Before Diagnosing Stuttering In Children, Consider Their Multilingual Households

To understand stuttering, experts usually rely on data from children who speak one language. Researchers advocate rethinking that approach to account for kids who are multilingual.

By Rhonda FanningOctober 24, 2019 4:01 pm,

A new joint research study from Texas State University and the University of Texas at Dallas analyzed the components that contribute to stuttering issues for kids and adults. The findings suggest that a previously overlooked factor might be at play: children who grow up in multilingual backgrounds might be misdiagnosed.

Dr. Farzan Irani is an associate professor in Texas State University’s Department of Communication Disorders who coauthored the study.

“When we go in to assess a child, what we base our assessment on a lot of the times is standardized on the speech and fluency development in children who are monolingual English speakers,” Irani says.
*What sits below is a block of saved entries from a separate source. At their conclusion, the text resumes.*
impl Error {
    /// Builds the error matching a non-2xx response.
    ///
    /// Never fails: undecodable bodies contribute a trimmed snippet as the
    /// message, empty bodies the status reason phrase.
    pub fn from_response(status: StatusCode, headers: &HeaderMap, body: &[u8]) -> Self {
        let parsed: Option<Value> = serde_json::from_slice(body).ok();
        let detail = match parsed.as_ref() {
            Some(Value::Object(map)) => ErrorBody::from_json(map),
            _ => ErrorBody::from_text(body),
        };

        let code = status.as_u16();
        let message = detail.message.unwrap_or_else(|| {
            status
                .canonical_reason()
                .unwrap_or("Unknown error")
                .to_string()
        });
        let request_id = headers::request_id(headers, parsed.as_ref());
        let retry_after = headers::retry_after(headers, Utc::now()).or(detail.retry_after);

        match ErrorKind::from_status(code) {
            ErrorKind::Authentication => Self::Authentication {
                message,
                request_id,
            },
            ErrorKind::Forbidden => Self::Forbidden {
                message,
                required_plan: detail.required_plan,
                request_id,
            },
            ErrorKind::NotFound => Self::NotFound {
                message,
                resource: detail.resource,
                request_id,
            },
            ErrorKind::RateLimit => Self::RateLimit {
                message,
                retry_after,
                request_id,
            },
            ErrorKind::Validation => Self::Validation {
                message,
                status: code,
                errors: detail.errors,
                request_id,
            },
            ErrorKind::Server => Self::Server {
                message,
                status: code,
                retry_after,
                request_id,
            },
            _ => Self::Generic {
                message,
                status: Some(code),
                request_id,
            },
        }
    }

    /// Classifies a transport failure that happened before a response was read.
    pub fn from_transport(err: reqwest::Error, timeout: Duration) -> Self {
        if err.is_timeout() {
            return Self::timeout(timeout, None);
        }
        let message = if err.is_connect() {
            format!("connection failed: {err}")
        } else {
            err.to_string()
        };
        Self::Network {
            message,
            source: Some(Arc::new(err)),
        }
    }

    pub fn timeout(timeout: Duration, last_error: Option<Error>) -> Self {
        let request_id = last_error
            .as_ref()
            .and_then(|e| e.request_id())
            .map(String::from);
        Self::Timeout {
            message: format!("Request timed out after {:.1}s", timeout.as_secs_f64()),
            timeout,
            request_id,
            last_error: last_error.map(Box::new),
        }
    }

    /// A success response whose body does not match the expected shape.
    pub fn decode(
        err: impl std::fmt::Display,
        status: StatusCode,
        request_id: Option<String>,
    ) -> Self {
        Self::Generic {
            message: format!("Failed to decode response body: {err}"),
            status: Some(status.as_u16()),
            request_id,
        }
    }

    pub(crate) fn closed() -> Self {
        Self::Generic {
            message: "client has been closed".into(),
            status: None,
            request_id: None,
        }
    }

    pub(crate) fn invalid_request(message: impl Into<String>) -> Self {
        Self::Generic {
            message: message.into(),
            status: None,
            request_id: None,
        }
    }

    pub fn kind(&self) -> ErrorKind {
        match self {
            Self::Authentication { .. } => ErrorKind::Authentication,
            Self::Forbidden { .. } => ErrorKind::Forbidden,
            Self::NotFound { .. } => ErrorKind::NotFound,
            Self::RateLimit { .. } => ErrorKind::RateLimit,
            Self::Validation { .. } => ErrorKind::Validation,
            Self::Server { .. } => ErrorKind::Server,
            Self::Timeout { .. } => ErrorKind::Timeout,
            Self::Network { .. } => ErrorKind::Network,
            Self::Generic { .. } => ErrorKind::Generic,
        }
    }

    pub fn status_code(&self) -> Option<u16> {
        match self {
            Self::Authentication { .. } => Some(401),
            Self::Forbidden { .. } => Some(403),
            Self::NotFound { .. } => Some(404),
            Self::RateLimit { .. } => Some(429),
            Self::Validation { status, .. } | Self::Server { status, .. } => Some(*status),
            Self::Generic { status, .. } => *status,
            Self::Timeout { .. } | Self::Network { .. } => None,
        }
    }

    pub fn message(&self) -> &str {
        match self {
            Self::Authentication { message, .. }
            | Self::Forbidden { message, .. }
            | Self::NotFound { message, .. }
            | Self::RateLimit { message, .. }
            | Self::Validation { message, .. }
            | Self::Server { message, .. }
            | Self::Timeout { message, .. }
            | Self::Network { message, .. }
            | Self::Generic { message, .. } => message,
        }
    }

    pub fn request_id(&self) -> Option<&str> {
        match self {
            Self::Authentication { request_id, .. }
            | Self::Forbidden { request_id, .. }
            | Self::NotFound { request_id, .. }
            | Self::RateLimit { request_id, .. }
            | Self::Validation { request_id, .. }
            | Self::Server { request_id, .. }
            | Self::Timeout { request_id, .. }
            | Self::Generic { request_id, .. } => request_id.as_deref(),
            Self::Network { .. } => None,
        }
    }

    /// Whether repeating the same call may succeed.
    pub fn is_retryable(&self) -> bool {
        self.kind().is_transient()
    }

    /// Server-provided wait hint.
    pub fn retry_after(&self) -> Option<Duration> {
        match self {
            Self::RateLimit { retry_after, .. } | Self::Server { retry_after, .. } => *retry_after,
            _ => None,
        }
    }

    /// Field-level messages of a validation error.
    pub fn field_errors(&self) -> Option<&FieldErrors> {
        match self {
            Self::Validation { errors, .. } => Some(errors),
            _ => None,
        }
    }

    pub fn is_unauthorized(&self) -> bool {
        matches!(self, Self::Authentication { .. })
    }

    /// Key-value export for logs and telemetry.
    pub fn to_map(&self) -> Map<String, Value> {
        let mut map = Map::new();
        map.insert("error".into(), json!(self.kind().as_str()));
        map.insert("message".into(), json!(self.message()));
        map.insert("status_code".into(), json!(self.status_code()));
        map.insert("request_id".into(), json!(self.request_id()));
        map.insert("retryable".into(), json!(self.is_retryable()));

        match self {
            Self::Forbidden { required_plan, .. } => {
                map.insert("required_plan".into(), json!(required_plan));
            }
            Self::NotFound { resource, .. } => {
                map.insert("resource".into(), json!(resource));
            }
            Self::RateLimit { retry_after, .. } => {
                map.insert("retry_after".into(), json!(retry_after.map(whole_seconds)));
            }
            Self::Server {
                retry_after: Some(d),
                ..
            } => {
                map.insert("retry_after".into(), json!(whole_seconds(*d)));
            }
            Self::Validation { errors, .. } => {
                map.insert("validation_errors".into(), json!(errors));
            }
            Self::Timeout { timeout, .. } => {
                map.insert("timeout_seconds".into(), json!(timeout.as_secs_f64()));
            }
            _ => {}
        }

        map
    }
}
Irani says discrepancies in assessments happen because most of the data collected on children who stutter does not include those who grow up with more than one language.

“Children who are exposed to two or more languages, so bilingual or multilingual children, may experience likely higher amounts of disfluency than a monolingual English speaking child,” Irani says. “There’s a lot of anecdotal data, but there is very little empirical data confirming whether it is true that bilingual children will experience more disfluencies during development or not.”

Irani says children who learn multiple languages at the same age as monolingual English speakers have to mentally sort through a broader database when looking for words.

“There’s competing resources in the brain,” Irani says. “As a result, this child who is learning multiple languages, whether at the same time or sequentially one after the other, has a less resources allocated to each language. The child may experience difficulty with word finding one language in certain social situations, and that may cause more disfluencies.”

In order to understand how language and fluency develop in children, Irani’s ongoingresearch will focus on mapping what disfluencies looks like in data coming from children that specialists wouldn’t diagnose with stuttering.

“The next step in our process would be to seek out children suspected of stuttering, do a more holistic interview with the parents and a more holistic assessment of the speech and language skills,” Irani says. “Then begin to map what stuttering looks like and what should be a basis for diagnosing a child with stuttering, or not, who is bilingual or growing in a multilingual environment.”